Nonetheless, one of these remains the highlight of the film, as Cobain’s teenage years are shown in the first of the animated sequences. An orchestral cover of the band’s most recognised single “Smells like Teen Spirit” accompanies the scene, along with a recording of Cobain discussing these turbulent years. It is easy to understand how Cobain became so influential and iconic to a whole generation, as he is hauntingly honest about losing his virginity, acts of rebellion, addiction to marijuana, depression, and first attempt at suicide. Whilst several interviewees speak of Cobain having a crippling fear of humiliation, there is no embarrassment or attempt to conceal any truth in his confessions. The orchestral score is perfect for the scene, and, like the other Nirvana covers present in the film, it serves to illustrate the timeless brilliance of the melodies written, which need not be confined to a sole genre; the punk-rock essence still pulsates through classical instruments.

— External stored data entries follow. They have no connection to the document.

//! Global pairing: one offering per course, all courses at once.
//!
//! # Algorithm
//!
//! 1. Precompute each offering's occupied cell set once.
//! 2. Walk the Cartesian product of offerings with an odometer, first
//!    stage slowest.
//! 3. Accept a combination iff its cell sets are pairwise disjoint. When
//!    stage `j` overlaps an earlier stage, every combination sharing the
//!    prefix `0..=j` is skipped at once and counted as one conflict, the
//!    same count a staged run reports.
//! 4. Optionally drop combinations whose (course, footprint) set was
//!    already emitted.
//!
//! Acceptance depends only on the chosen sets, so the accepted set is the
//! same for any ordering of the stages; only emission order changes.
//!
//! # Complexity
//! Worst case O(Π offerings × stages² × cells per offering); clashing
//! prefixes are never extended.

use std::collections::{BTreeSet, HashSet};

use tracing::{debug, info};

use super::{union_slots, GenerationStats, Stage};
use crate::models::{CellPosition, TimetableGrid, TimetableRecord};
use crate::normalize::CanonicalSlotSet;
use crate::overlay::OverlayEngine;

/// Pairing over a fixed list of stages.
///
/// # Example
/// ```
/// use u_timetable::expansion::{GlobalPairing, Stage};
/// use u_timetable::index::SlotMappingIndex;
/// use u_timetable::models::{Course, GridLayout};
/// use u_timetable::normalize::Normalizer;
/// use u_timetable::overlay::OverlayEngine;
///
/// let index = SlotMappingIndex::build(&GridLayout::standard());
/// let normalizer = Normalizer::new(&index);
/// let stages = vec![
///     Stage::from_course(&Course::new("PHY1008L").with_offering("L1+L2").with_offering("L3+L4"), &normalizer),
///     Stage::from_course(&Course::new("ENG1011L").with_offering("L1+L2").with_offering("L5+L6"), &normalizer),
/// ];
///
/// let records: Vec<_> = GlobalPairing::new(OverlayEngine::new(&index), &stages).iter().collect();
/// // (L1+L2, L1+L2) collides; the other three pairings fit.
/// assert_eq!(records.len(), 3);
/// ```
#[derive(Debug, Clone, Copy)]
pub struct GlobalPairing<'a> {
    engine: OverlayEngine<'a>,
    stages: &'a [Stage],
    dedupe: bool,
}

impl<'a> GlobalPairing<'a> {
    /// Creates a pairing over `stages` with result deduplication on.
    pub fn new(engine: OverlayEngine<'a>, stages: &'a [Stage]) -> Self {
        Self {
            engine,
            stages,
            dedupe: true,
        }
    }

    /// Enables or disables result deduplication.
    pub fn with_dedupe(mut self, dedupe: bool) -> Self {
        self.dedupe = dedupe;
        self
    }

    /// Lazily enumerates accepted combinations.
    ///
    /// An empty stage list, or any stage without offerings, yields nothing.
    pub fn iter(&self) -> Pairings<'a> {
        let mut stats = GenerationStats::new();
        let footprints: Vec<Vec<Option<BTreeSet<CellPosition>>>> = self
            .stages
            .iter()
            .map(|stage| {
                stage
                    .offerings
                    .iter()
                    .map(|offering| match self.engine.check_codes(&offering.codes) {
                        Ok(()) => Some(self.engine.occupied_cells(&offering.codes)),
                        Err(err) => {
                            debug!(stage = %stage.label, error = %err, "offering excluded");
                            stats.unknown_code_rejections += 1;
                            None
                        }
                    })
                    .collect()
            })
            .collect();

        let exhausted = self.stages.is_empty() || self.stages.iter().any(Stage::is_empty);
        Pairings {
            stages: self.stages,
            footprints,
            odometer: vec![0; self.stages.len()],
            exhausted,
            dedupe: self.dedupe,
            seen: HashSet::new(),
            stats,
        }
    }
}

/// Why a prefix of the odometer cannot complete.
#[derive(Debug, Clone, Copy, PartialEq, Eq)]
enum Dead {
    /// The offering at this stage was excluded by the unknown-code policy.
    Excluded(usize),
    /// The offering at this stage overlaps an earlier stage's offering.
    Clash(usize),
}

/// Iterator over accepted combinations. See [`GlobalPairing::iter`].
#[derive(Debug, Clone)]
pub struct Pairings<'a> {
    stages: &'a [Stage],
    footprints: Vec<Vec<Option<BTreeSet<CellPosition>>>>,
    odometer: Vec<usize>,
    exhausted: bool,
    dedupe: bool,
    seen: HashSet<Vec<(String, CanonicalSlotSet)>>,
    stats: GenerationStats,
}

impl Pairings<'_> {
    /// Counters so far.
    pub fn stats(&self) -> &GenerationStats {
        &self.stats
    }

    /// Drains the iterator, returning every record and the final counters.
    pub fn collect_with_stats(mut self) -> (Vec<TimetableRecord>, GenerationStats) {
        let records: Vec<TimetableRecord> = self.by_ref().collect();
        info!(
            stages = self.stages.len(),
            accepted = self.stats.accepted,
            rejected = self.stats.rejected(),
            duplicates = self.stats.duplicates_removed,
            "pairing finished"
        );
        (records, self.stats)
    }

    /// Moves the odometer past every combination sharing the prefix
    /// `0..=stage`: later digits reset, digit `stage` steps with carry.
    fn advance_at(&mut self, stage: usize) {
        for digit in &mut self.odometer[stage + 1..] {
            *digit = 0;
        }
        for i in (0..=stage).rev() {
            self.odometer[i] += 1;
            if self.odometer[i] < self.footprints[i].len() {
                return;
            }
            self.odometer[i] = 0;
        }
        self.exhausted = true;
    }

    /// First stage at which the prefix of `choice` is dead: an excluded
    /// offering, or a footprint overlapping an earlier stage's.
    fn first_dead(&self, choice: &[usize]) -> Option<Dead> {
        let mut chosen: Vec<&BTreeSet<CellPosition>> = Vec::with_capacity(choice.len());
        for (stage, &k) in choice.iter().enumerate() {
            let Some(cells) = self.footprints[stage][k].as_ref() else {
                return Some(Dead::Excluded(stage));
            };
            if chosen.iter().any(|earlier| !earlier.is_disjoint(cells)) {
                return Some(Dead::Clash(stage));
            }
            chosen.push(cells);
        }
        None
    }

    fn build(&self, choice: &[usize]) -> TimetableRecord {
        let first = &self.stages[0];
        let mut grid = TimetableGrid::empty();
        let mut slots: Vec<String> = Vec::new();
        for (stage_idx, &k) in choice.iter().enumerate() {
            let stage = &self.stages[stage_idx];
            if let Some(cells) = &self.footprints[stage_idx][k] {
                for &pos in cells {
                    grid.set_if_empty(pos, &stage.label);
                }
            }
            slots = union_slots(&slots, &stage.offerings[k].codes);
        }
        TimetableRecord {
            semester: first.semester,
            degree: first.degree.clone(),
            grid,
            all_slots: slots,
        }
    }

    fn signature(&self, choice: &[usize]) -> Vec<(String, CanonicalSlotSet)> {
        let mut key: Vec<(String, CanonicalSlotSet)> = choice
            .iter()
            .enumerate()
            .map(|(i, &k)| {
                (
                    self.stages[i].label.clone(),
                    self.stages[i].offerings[k].signature.clone(),
                )
            })
            .collect();
        key.sort();
        key
    }
}

impl Iterator for Pairings<'_> {
    type Item = TimetableRecord;

    fn next(&mut self) -> Option<TimetableRecord> {
        while !self.exhausted {
            let choice = self.odometer.clone();

            match self.first_dead(&choice) {
                Some(Dead::Excluded(stage)) => {
                    self.advance_at(stage);
                    continue;
                }
                Some(Dead::Clash(stage)) => {
                    let label = self.stages[stage].label.clone();
                    self.stats.record_conflict(&label);
                    self.advance_at(stage);
                    continue;
                }
                None => self.advance_at(choice.len() - 1),
            }

            if self.dedupe && !self.seen.insert(self.signature(&choice)) {
                self.stats.duplicates_removed += 1;
                continue;
            }

            self.stats.accepted += 1;
            return Some(self.build(&choice));
        }
        None
    }
}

Both the start and finish of the film are strong, and the middle disorientates like a bad trip before the final curtain. The ending is blunt and sudden, paralleling Cobain’s own premature end: the film cuts off with little detail surrounding his death, or the interviewees’ reactions to it. Montage of Heck is both a study and commemoration of Cobain’s whole life – opening with his birth and ending with his death, it succeeds in exhibiting the obsessions of the musician, as well as his desire to be loved and his passion for music. While Cobain may be idolised in pop culture, a member of the notorious “27 Club”, here he is shown as another human being.